* **Data**
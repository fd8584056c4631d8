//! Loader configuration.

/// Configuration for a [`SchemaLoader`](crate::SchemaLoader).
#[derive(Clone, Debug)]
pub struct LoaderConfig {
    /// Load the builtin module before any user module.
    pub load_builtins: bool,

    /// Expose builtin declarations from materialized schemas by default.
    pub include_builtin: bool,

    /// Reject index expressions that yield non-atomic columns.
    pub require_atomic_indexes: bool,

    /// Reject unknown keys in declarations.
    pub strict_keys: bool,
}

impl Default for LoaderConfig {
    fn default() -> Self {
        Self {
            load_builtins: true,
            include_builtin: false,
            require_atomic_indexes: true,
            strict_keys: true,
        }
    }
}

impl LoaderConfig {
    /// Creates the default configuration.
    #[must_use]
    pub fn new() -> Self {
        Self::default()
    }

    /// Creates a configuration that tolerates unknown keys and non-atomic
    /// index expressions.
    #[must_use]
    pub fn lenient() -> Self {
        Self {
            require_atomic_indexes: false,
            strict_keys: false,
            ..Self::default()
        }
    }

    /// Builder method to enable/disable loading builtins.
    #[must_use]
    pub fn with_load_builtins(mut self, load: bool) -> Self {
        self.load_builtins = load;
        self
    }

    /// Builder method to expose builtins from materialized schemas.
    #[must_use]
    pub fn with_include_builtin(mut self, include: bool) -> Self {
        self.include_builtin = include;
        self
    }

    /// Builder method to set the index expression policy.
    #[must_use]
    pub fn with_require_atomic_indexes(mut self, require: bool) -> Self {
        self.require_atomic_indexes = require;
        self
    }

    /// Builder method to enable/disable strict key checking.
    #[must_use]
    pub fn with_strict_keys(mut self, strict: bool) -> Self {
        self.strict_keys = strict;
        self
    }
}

* **Work order**
Reproduce every line from the preceding data in which the word "Reject" can be found.

* **Your solution**
    /// Reject index expressions that yield non-atomic columns.
    /// Reject unknown keys in declarations.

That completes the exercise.